Menurut Pararaton pengganti Tohjaya sebagai raja Tumapel sejak tahun 1250 adalah Ranggawuni bergelar Wisnuwardhana. Namun Nagarakretagama memberitakan bahwa Wisnuwardhana naik takhta sejak 1248 menggantikan Anusapati. Lagi pula prasasti Mula Malurung telah membuktikan kalau Tohjaya adalah raja Kadiri.

Prasasti Mula Malurung dikeluarkan tahun 1255 oleh Kertanagara selaku yuwaraja di Kadiri atas perintah dari Seminingrat (Wisnuwardhana), ayahnya di Tumapel. Rupanya Kertanagara mendapat hak atas takhta Kadiri karena ibunya yang bernama Waning Hyun adalah putri Bhatara Parameswara.

Nama Mahisa Campaka alias Narasinghamurti putra Bhatara Parameswara memang tidak terdapat dalam prasasti itu.
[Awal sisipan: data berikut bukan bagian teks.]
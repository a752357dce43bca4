pub mod builder;

use crate::config::RateLimitConfig;
use crate::engine::{Gatekeeper, ResponseMetadata};
use crate::key::KeyDeriver;
use crate::store::CounterStore;
use actix_web::body::EitherBody;
use actix_web::dev::{forward_ready, Service, ServiceRequest, ServiceResponse, Transform};
use actix_web::HttpResponse;
use builder::{insert_headers, GatekeeperMiddlewareBuilder};
use futures::future::{ok, LocalBoxFuture, Ready};
use std::rc::Rc;
use std::time::SystemTime;

type DeniedResponse = dyn Fn(&ResponseMetadata) -> HttpResponse;
type DeniedError = dyn Fn(&ResponseMetadata) -> actix_web::Error;

/// What to do with a request once it has been denied.
#[derive(Clone)]
enum Denial {
    Respond(Rc<DeniedResponse>),
    Fail(Rc<DeniedError>),
}

/// Rate limit middleware.
pub struct GatekeeperMiddleware<ST, K> {
    gatekeeper: Gatekeeper<ST>,
    key_deriver: Rc<K>,
    config: Option<RateLimitConfig>,
    fail_open: bool,
    add_headers: bool,
    denial: Denial,
}

impl<ST, K> Clone for GatekeeperMiddleware<ST, K>
where
    ST: CounterStore + Clone,
{
    fn clone(&self) -> Self {
        Self {
            gatekeeper: self.gatekeeper.clone(),
            key_deriver: self.key_deriver.clone(),
            config: self.config,
            fail_open: self.fail_open,
            add_headers: self.add_headers,
            denial: self.denial.clone(),
        }
    }
}

impl<ST, K> GatekeeperMiddleware<ST, K>
where
    ST: CounterStore + Clone + 'static,
    K: KeyDeriver<ServiceRequest> + 'static,
{
    /// # Arguments
    ///
    /// * `gatekeeper`: The rate limiting engine, with the store and default config to use.
    /// * `key_deriver`: Produces the rate limit key for an incoming request.
    pub fn builder(gatekeeper: Gatekeeper<ST>, key_deriver: K) -> GatekeeperMiddlewareBuilder<ST, K> {
        GatekeeperMiddlewareBuilder::new(gatekeeper, key_deriver)
    }
}

impl<S, B, ST, K> Transform<S, ServiceRequest> for GatekeeperMiddleware<ST, K>
where
    S: Service<ServiceRequest, Response = ServiceResponse<B>, Error = actix_web::Error> + 'static,
    S::Future: 'static,
    B: 'static,
    ST: CounterStore + Clone + 'static,
    K: KeyDeriver<ServiceRequest> + 'static,
{
    type Response = ServiceResponse<EitherBody<B>>;
    type Error = actix_web::Error;
    type Transform = GatekeeperService<S, ST, K>;
    type InitError = ();
    type Future = Ready<Result<Self::Transform, Self::InitError>>;

    fn new_transform(&self, service: S) -> Self::Future {
        ok(GatekeeperService {
            service: Rc::new(service),
            gatekeeper: self.gatekeeper.clone(),
            key_deriver: Rc::clone(&self.key_deriver),
            config: self.config,
            fail_open: self.fail_open,
            add_headers: self.add_headers,
            denial: self.denial.clone(),
        })
    }
}

pub struct GatekeeperService<S, ST, K> {
    service: Rc<S>,
    gatekeeper: Gatekeeper<ST>,
    key_deriver: Rc<K>,
    config: Option<RateLimitConfig>,
    fail_open: bool,
    add_headers: bool,
    denial: Denial,
}

impl<S, B, ST, K> Service<ServiceRequest> for GatekeeperService<S, ST, K>
where
    S: Service<ServiceRequest, Response = ServiceResponse<B>, Error = actix_web::Error> + 'static,
    S::Future: 'static,
    B: 'static,
    ST: CounterStore + Clone + 'static,
    K: KeyDeriver<ServiceRequest> + 'static,
{
    type Response = ServiceResponse<EitherBody<B>>;
    type Error = actix_web::Error;
    type Future = LocalBoxFuture<'static, Result<Self::Response, Self::Error>>;

    forward_ready!(service);

    fn call(&self, req: ServiceRequest) -> Self::Future {
        let service = self.service.clone();
        let gatekeeper = self.gatekeeper.clone();
        let key = self.key_deriver.derive(&req);
        let config = self.config.unwrap_or(*gatekeeper.config());
        let fail_open = self.fail_open;
        let add_headers = self.add_headers;
        let denial = self.denial.clone();

        Box::pin(async move {
            let now = SystemTime::now();
            let metadata = match gatekeeper.check_and_consume(&key, &config, now).await {
                // Able to successfully query the counter store
                Ok(decision) => {
                    let metadata = decision.metadata(&config, now);
                    if decision.is_denied() {
                        return match denial {
                            Denial::Respond(denied_response) => {
                                let mut response = (denied_response)(&metadata);
                                if add_headers {
                                    insert_headers(response.headers_mut(), &metadata, true);
                                }
                                Ok(req.into_response(response).map_into_right_body())
                            }
                            Denial::Fail(denied_error) => Err((denied_error)(&metadata)),
                        };
                    }
                    Some(metadata)
                }
                // Unable to query the counter store
                Err(e) => {
                    if fail_open {
                        log::warn!("Rate limiter failed: {}, allowing the request anyway", e);
                        None
                    } else {
                        log::error!("Rate limiter failed: {}", e);
                        return Err(e.into());
                    }
                }
            };

            let mut service_response = service.call(req).await?;

            if add_headers {
                if let Some(metadata) = metadata {
                    insert_headers(service_response.headers_mut(), &metadata, false);
                }
            }

            Ok(service_response.map_into_left_body())
        })
    }
}
use crate::store::{CounterEntry, CounterStore, StoreError};
use async_trait::async_trait;
use redis::aio::ConnectionManager;
use redis::{AsyncCommands, Script};
use std::borrow::Cow;
use std::sync::Arc;
use std::time::{Duration, SystemTime, UNIX_EPOCH};

const COUNT_FIELD: &str = "count";
const CREATED_AT_FIELD: &str = "created_at";

// KEYS[1]: counter hash, ARGV[1]: now (unix ms), ARGV[2]: refresh interval (ms)
// Returns {count, created_at}.
const INCREMENT_OR_CREATE: &str = r#"
local now = tonumber(ARGV[1])
local interval = tonumber(ARGV[2])
local created_at = tonumber(redis.call('HGET', KEYS[1], 'created_at'))
if created_at == nil or now - created_at >= interval then
    redis.call('HSET', KEYS[1], 'count', 1, 'created_at', now)
    redis.call('PEXPIRE', KEYS[1], interval)
    return {1, now}
end
local count = redis.call('HINCRBY', KEYS[1], 'count', 1)
return {count, created_at}
"#;

impl From<redis::RedisError> for StoreError {
    fn from(e: redis::RedisError) -> Self {
        StoreError::Unavailable(Box::new(e))
    }
}

/// A [CounterStore] that keeps counters in Redis, so that they can be shared between instances.
///
/// Each request is counted with a single script invocation, which Redis executes atomically.
#[derive(Clone)]
pub struct RedisStore {
    connection: ConnectionManager,
    key_prefix: Option<String>,
    script: Arc<Script>,
}

impl RedisStore {
    /// Create a RedisStore Builder.
    ///
    /// # Examples
    ///
    /// ```no_run
    /// # use gatekeeper::store::redis::RedisStore;
    /// # use redis::aio::ConnectionManager;
    /// # async fn example() {
    /// let client = redis::Client::open("redis://127.0.0.1/").unwrap();
    /// let manager = ConnectionManager::new(client).await.unwrap();
    /// let store = RedisStore::builder(manager).build();
    /// # };
    /// ```
    pub fn builder(connection: ConnectionManager) -> Builder {
        Builder {
            connection,
            key_prefix: None,
        }
    }

    fn make_key<'t>(&self, key: &'t str) -> Cow<'t, str> {
        match &self.key_prefix {
            None => Cow::Borrowed(key),
            Some(prefix) => Cow::Owned(format!("{prefix}{key}")),
        }
    }
}

pub struct Builder {
    connection: ConnectionManager,
    key_prefix: Option<String>,
}

impl Builder {
    /// Apply an optional prefix to all rate limit keys given to this store.
    ///
    /// This may be useful when the Redis instance is being used for other purposes; the prefix is
    /// used as a 'namespace' to avoid collision with other caches or keys inside Redis.
    pub fn key_prefix(mut self, key_prefix: Option<&str>) -> Self {
        self.key_prefix = key_prefix.map(ToOwned::to_owned);
        self
    }

    pub fn build(self) -> RedisStore {
        RedisStore {
            connection: self.connection,
            key_prefix: self.key_prefix,
            script: Arc::new(Script::new(INCREMENT_OR_CREATE)),
        }
    }
}

fn unix_millis(time: SystemTime) -> Result<u64, StoreError> {
    let since_epoch = time
        .duration_since(UNIX_EPOCH)
        .map_err(|_| StoreError::PreEpochTimestamp)?;
    Ok(since_epoch.as_millis() as u64)
}

fn from_unix_millis(millis: u64) -> SystemTime {
    UNIX_EPOCH + Duration::from_millis(millis)
}

#[async_trait]
impl CounterStore for RedisStore {
    async fn increment_or_create(
        &self,
        key: &str,
        now: SystemTime,
        refresh_interval: Duration,
    ) -> Result<CounterEntry, StoreError> {
        let key = self.make_key(key);
        let now = unix_millis(now)?;
        // PEXPIRE rejects zero, sub-millisecond windows round up
        let interval = (refresh_interval.as_millis() as u64).max(1);

        let mut con = self.connection.clone();
        let (count, created_at): (u64, u64) = self
            .script
            .key(key.as_ref())
            .arg(now)
            .arg(interval)
            .invoke_async(&mut con)
            .await?;
        Ok(CounterEntry {
            count,
            created_at: from_unix_millis(created_at),
        })
    }

    /// Note that the key prefix (if set) is automatically included, you do not need to prepend
    /// it yourself.
    async fn peek(&self, key: &str) -> Result<Option<CounterEntry>, StoreError> {
        let key = self.make_key(key);
        let mut con = self.connection.clone();
        let (count, created_at): (Option<u64>, Option<u64>) = redis::cmd("HMGET")
            .arg(key.as_ref())
            .arg(COUNT_FIELD)
            .arg(CREATED_AT_FIELD)
            .query_async(&mut con)
            .await?;
        match (count, created_at) {
            (None, None) => Ok(None),
            (Some(count), Some(created_at)) => Ok(Some(CounterEntry {
                count,
                created_at: from_unix_millis(created_at),
            })),
            _ => Err(StoreError::Malformed),
        }
    }

    /// Note that the key prefix (if set) is automatically included, you do not need to prepend
    /// it yourself.
    async fn remove(&self, key: &str) -> Result<(), StoreError> {
        let key = self.make_key(key);
        let mut con = self.connection.clone();
        let () = con.del(key.as_ref()).await?;
        Ok(())
    }
}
Nama yang mirip adalah Narajaya sepupu Wisnuwardhana yang menjadi raja bawahan di Hering. Kiranya Mahisa Campaka memang tidak memiliki hak atas Kadiri karena mungkin ia hanya sebagai putra bungsu, atau mungkin ia lahir dari selir ayahnya. Karena pada kenyataannya takhta Kadiri jatuh pada Kertanagara putra Waning Hyun, kakak perempuannya.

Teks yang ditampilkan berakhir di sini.